▶ _Your objective_:
Read the records and gather each line that includes "CharactersPage".
##### Exercise inputs #####
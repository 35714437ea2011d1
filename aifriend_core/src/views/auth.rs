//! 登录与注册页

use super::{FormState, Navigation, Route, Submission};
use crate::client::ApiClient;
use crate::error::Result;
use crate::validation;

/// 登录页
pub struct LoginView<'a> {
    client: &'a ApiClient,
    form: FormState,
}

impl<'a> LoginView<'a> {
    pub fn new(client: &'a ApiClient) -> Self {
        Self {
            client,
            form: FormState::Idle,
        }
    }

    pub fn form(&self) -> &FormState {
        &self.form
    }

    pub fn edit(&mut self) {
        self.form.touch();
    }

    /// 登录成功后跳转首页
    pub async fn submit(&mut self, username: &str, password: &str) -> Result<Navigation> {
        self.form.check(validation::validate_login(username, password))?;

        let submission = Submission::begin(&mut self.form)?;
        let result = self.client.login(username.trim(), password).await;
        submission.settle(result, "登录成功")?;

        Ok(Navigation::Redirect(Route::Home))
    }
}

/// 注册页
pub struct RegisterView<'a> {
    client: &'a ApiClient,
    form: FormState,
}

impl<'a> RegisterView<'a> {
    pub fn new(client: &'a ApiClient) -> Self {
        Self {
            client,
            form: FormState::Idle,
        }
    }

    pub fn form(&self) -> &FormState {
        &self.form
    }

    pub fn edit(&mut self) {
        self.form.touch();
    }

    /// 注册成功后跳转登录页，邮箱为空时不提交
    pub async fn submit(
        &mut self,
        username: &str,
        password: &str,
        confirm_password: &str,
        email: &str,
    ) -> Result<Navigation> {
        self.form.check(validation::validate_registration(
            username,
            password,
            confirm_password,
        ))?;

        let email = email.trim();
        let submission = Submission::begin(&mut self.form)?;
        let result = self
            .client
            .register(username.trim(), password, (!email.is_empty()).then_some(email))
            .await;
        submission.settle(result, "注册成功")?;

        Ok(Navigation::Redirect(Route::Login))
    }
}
#####
##### Exercise inputs #####
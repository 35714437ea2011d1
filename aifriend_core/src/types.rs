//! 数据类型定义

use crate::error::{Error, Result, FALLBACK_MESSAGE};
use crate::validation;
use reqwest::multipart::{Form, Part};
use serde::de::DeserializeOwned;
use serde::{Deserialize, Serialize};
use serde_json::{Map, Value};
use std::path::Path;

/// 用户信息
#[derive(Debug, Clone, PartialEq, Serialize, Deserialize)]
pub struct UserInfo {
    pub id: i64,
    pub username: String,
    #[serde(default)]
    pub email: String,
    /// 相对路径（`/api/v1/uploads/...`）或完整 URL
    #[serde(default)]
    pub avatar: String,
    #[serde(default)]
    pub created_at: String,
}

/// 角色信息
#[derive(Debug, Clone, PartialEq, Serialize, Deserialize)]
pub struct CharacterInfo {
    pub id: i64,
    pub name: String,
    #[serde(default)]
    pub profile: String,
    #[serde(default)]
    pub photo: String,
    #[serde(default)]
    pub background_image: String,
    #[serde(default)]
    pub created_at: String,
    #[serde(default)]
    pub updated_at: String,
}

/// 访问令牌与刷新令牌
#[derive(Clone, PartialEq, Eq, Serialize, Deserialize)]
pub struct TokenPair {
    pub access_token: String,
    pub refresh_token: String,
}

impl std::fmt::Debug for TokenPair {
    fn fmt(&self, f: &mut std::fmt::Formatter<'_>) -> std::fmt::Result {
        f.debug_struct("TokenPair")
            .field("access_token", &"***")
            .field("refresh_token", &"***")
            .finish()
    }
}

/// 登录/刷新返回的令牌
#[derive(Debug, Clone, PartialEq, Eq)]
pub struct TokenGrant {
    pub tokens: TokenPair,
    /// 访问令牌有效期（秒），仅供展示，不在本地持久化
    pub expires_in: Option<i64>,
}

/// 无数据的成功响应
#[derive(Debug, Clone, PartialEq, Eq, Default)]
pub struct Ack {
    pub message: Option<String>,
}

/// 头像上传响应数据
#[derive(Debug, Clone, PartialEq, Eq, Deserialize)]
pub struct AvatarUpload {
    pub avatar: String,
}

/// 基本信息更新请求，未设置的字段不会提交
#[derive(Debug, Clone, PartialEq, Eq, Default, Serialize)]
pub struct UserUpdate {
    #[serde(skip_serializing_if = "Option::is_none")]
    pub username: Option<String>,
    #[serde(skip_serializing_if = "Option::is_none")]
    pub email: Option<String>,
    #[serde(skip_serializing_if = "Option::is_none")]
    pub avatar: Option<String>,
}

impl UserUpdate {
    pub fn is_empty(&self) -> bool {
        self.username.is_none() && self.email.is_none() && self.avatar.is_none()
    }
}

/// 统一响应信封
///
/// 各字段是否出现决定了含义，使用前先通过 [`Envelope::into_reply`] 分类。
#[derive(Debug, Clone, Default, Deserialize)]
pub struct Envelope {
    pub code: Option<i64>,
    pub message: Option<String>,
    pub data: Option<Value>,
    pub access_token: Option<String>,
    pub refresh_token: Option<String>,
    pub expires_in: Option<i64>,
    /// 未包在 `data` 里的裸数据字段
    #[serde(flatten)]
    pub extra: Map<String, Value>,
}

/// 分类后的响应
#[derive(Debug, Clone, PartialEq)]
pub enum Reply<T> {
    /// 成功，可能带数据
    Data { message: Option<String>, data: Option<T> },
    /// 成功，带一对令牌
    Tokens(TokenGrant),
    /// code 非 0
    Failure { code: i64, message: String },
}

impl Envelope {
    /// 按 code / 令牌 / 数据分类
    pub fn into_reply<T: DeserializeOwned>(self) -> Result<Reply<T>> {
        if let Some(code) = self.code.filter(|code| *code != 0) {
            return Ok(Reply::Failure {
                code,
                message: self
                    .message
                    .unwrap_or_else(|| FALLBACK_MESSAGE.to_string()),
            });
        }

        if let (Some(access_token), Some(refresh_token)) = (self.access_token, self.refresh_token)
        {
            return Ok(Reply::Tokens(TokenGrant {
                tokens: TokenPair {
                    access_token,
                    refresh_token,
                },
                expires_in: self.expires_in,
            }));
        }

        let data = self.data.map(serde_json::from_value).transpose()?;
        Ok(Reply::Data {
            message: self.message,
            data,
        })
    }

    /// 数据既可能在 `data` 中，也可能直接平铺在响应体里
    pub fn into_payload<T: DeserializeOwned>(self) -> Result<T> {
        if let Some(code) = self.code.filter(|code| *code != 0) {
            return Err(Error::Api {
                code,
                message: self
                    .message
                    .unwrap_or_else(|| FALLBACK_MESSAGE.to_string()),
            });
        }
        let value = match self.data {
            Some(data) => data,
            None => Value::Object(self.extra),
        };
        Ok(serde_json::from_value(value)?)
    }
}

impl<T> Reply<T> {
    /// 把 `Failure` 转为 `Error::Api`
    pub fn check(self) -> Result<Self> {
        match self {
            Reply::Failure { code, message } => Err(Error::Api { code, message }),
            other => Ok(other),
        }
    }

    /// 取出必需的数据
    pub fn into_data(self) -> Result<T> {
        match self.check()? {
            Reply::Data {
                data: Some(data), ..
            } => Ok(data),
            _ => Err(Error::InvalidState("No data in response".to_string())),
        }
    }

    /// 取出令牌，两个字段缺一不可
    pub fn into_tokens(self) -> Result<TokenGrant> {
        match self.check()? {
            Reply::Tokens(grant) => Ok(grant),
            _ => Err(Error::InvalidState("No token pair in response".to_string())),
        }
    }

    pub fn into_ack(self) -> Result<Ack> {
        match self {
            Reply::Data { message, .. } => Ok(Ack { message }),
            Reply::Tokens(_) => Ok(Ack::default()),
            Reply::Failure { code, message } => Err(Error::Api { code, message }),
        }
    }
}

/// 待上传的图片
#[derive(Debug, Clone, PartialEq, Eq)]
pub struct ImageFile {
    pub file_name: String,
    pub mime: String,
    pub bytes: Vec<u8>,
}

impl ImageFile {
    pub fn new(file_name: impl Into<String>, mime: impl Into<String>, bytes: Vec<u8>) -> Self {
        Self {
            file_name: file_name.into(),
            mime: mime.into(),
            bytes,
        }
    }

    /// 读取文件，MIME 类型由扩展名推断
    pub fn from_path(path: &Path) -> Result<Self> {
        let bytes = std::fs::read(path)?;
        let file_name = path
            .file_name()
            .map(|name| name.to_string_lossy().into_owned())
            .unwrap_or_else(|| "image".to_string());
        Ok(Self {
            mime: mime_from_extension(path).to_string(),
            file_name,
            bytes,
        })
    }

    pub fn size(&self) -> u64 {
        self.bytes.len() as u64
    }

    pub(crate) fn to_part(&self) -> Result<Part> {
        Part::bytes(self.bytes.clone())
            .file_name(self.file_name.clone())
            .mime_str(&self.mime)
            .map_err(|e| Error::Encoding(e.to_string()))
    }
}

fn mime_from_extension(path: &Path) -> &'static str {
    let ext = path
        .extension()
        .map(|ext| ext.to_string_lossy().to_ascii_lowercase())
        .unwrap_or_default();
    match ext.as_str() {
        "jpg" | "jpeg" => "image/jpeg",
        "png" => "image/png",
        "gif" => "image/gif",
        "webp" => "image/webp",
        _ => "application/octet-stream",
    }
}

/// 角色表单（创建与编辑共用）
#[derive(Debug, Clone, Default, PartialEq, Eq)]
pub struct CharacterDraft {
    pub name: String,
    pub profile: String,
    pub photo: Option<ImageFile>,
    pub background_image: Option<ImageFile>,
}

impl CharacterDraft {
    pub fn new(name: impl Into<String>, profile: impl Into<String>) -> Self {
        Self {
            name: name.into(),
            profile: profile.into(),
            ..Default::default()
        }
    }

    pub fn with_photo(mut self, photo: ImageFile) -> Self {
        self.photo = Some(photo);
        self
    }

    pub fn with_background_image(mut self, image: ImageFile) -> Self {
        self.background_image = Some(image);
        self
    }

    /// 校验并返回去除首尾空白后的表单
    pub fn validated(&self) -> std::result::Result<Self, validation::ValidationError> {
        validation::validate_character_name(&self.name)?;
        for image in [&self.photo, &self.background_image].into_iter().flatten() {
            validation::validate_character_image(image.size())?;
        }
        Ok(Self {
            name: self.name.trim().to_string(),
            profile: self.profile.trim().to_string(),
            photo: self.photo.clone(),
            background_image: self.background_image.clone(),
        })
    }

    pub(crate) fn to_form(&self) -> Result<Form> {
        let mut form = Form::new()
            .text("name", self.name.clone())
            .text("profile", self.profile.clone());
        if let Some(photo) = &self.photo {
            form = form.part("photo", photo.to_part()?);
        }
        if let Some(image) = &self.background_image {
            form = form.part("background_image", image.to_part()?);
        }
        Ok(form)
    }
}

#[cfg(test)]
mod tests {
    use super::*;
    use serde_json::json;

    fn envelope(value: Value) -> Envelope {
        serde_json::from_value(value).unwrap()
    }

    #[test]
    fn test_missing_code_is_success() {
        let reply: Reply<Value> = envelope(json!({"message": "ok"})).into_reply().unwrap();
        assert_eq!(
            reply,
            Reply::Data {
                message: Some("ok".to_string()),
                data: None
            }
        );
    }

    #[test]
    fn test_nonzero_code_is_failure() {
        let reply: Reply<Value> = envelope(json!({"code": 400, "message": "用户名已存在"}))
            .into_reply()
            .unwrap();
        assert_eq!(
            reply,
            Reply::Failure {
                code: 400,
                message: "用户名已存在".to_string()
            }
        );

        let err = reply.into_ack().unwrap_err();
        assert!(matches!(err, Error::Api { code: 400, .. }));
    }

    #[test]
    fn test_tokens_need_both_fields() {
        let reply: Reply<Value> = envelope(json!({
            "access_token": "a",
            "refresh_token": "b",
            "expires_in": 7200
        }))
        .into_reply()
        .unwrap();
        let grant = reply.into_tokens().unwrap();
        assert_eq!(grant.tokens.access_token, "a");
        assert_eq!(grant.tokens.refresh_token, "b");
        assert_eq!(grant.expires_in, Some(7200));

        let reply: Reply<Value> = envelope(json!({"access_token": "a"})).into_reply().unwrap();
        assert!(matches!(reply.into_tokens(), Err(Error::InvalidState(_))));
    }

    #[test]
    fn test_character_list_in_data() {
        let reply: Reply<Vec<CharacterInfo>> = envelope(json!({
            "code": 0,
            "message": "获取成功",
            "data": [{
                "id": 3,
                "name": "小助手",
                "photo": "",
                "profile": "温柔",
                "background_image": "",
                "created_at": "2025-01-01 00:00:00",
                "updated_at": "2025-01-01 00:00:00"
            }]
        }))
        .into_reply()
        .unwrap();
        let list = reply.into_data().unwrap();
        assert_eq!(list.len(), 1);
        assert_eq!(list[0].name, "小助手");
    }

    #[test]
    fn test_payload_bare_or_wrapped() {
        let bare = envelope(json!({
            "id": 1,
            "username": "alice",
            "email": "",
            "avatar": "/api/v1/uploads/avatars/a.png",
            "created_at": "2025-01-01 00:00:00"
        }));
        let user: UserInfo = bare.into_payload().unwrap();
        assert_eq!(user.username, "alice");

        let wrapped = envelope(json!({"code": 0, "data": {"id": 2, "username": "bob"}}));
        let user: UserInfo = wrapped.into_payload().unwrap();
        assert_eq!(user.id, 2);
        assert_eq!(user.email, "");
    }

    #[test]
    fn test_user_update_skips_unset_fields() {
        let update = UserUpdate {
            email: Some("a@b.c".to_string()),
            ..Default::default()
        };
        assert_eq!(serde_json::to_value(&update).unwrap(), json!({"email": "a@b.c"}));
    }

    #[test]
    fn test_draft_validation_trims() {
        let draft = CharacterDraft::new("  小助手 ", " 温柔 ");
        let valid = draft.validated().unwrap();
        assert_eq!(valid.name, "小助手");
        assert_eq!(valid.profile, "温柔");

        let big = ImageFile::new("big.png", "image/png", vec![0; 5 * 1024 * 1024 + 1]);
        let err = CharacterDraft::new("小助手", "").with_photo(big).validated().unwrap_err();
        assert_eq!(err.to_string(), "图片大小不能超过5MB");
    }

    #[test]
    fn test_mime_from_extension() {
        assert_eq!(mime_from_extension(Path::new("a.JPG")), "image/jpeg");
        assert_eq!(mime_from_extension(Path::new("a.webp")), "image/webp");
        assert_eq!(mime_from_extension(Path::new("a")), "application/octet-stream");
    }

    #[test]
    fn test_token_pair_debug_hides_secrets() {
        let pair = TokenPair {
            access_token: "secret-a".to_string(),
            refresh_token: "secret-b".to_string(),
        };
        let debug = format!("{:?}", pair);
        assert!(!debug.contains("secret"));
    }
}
#####
##### Exercise inputs #####
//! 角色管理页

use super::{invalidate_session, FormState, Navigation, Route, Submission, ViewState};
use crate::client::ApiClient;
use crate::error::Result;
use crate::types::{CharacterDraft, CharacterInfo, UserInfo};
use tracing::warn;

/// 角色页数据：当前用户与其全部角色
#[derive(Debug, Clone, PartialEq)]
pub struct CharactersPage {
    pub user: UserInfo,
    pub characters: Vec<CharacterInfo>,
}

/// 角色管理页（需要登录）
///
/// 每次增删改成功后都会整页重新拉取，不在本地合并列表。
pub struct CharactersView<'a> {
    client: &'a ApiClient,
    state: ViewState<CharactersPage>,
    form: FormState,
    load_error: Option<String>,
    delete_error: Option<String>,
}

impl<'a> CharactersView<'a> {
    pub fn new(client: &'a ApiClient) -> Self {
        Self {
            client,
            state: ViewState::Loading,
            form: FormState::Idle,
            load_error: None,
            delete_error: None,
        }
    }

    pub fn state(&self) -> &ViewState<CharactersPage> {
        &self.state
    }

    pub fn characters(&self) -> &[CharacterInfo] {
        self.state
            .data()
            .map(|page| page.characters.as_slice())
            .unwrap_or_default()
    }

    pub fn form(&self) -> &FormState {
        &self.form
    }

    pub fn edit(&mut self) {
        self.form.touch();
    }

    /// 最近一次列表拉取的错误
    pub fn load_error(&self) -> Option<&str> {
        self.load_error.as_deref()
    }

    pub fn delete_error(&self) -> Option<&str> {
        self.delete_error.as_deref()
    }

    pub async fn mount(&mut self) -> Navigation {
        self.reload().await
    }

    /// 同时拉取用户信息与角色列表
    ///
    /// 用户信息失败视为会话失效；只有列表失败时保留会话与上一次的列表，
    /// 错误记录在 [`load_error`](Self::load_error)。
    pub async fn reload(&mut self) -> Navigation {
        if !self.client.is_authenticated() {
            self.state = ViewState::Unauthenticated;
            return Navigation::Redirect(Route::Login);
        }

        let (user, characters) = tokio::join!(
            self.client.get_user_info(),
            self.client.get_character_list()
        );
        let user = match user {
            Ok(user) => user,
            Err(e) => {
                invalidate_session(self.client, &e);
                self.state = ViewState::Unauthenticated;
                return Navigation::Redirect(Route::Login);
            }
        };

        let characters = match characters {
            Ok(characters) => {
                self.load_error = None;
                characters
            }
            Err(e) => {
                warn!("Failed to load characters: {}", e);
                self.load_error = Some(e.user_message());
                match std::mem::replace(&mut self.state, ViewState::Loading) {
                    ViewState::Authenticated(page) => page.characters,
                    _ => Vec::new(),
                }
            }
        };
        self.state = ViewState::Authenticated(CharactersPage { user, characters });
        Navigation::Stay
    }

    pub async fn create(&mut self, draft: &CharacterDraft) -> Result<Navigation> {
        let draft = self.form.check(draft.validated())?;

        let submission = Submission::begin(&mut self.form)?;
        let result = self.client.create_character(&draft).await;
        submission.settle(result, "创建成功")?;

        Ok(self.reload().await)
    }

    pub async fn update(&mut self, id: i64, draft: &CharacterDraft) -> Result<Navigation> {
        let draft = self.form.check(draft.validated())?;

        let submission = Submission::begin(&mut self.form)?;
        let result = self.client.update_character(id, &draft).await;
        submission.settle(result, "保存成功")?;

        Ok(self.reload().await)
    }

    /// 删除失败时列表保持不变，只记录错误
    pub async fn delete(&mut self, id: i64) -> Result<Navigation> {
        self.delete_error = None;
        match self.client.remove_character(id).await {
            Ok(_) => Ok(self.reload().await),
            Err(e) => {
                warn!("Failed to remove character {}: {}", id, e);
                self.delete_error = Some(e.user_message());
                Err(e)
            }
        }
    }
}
#####
▶ _Solution for this task_:
pub struct CharactersPage {
    state: ViewState<CharactersPage>,
    pub fn state(&self) -> &ViewState<CharactersPage> {
        self.state = ViewState::Authenticated(CharactersPage { user, characters });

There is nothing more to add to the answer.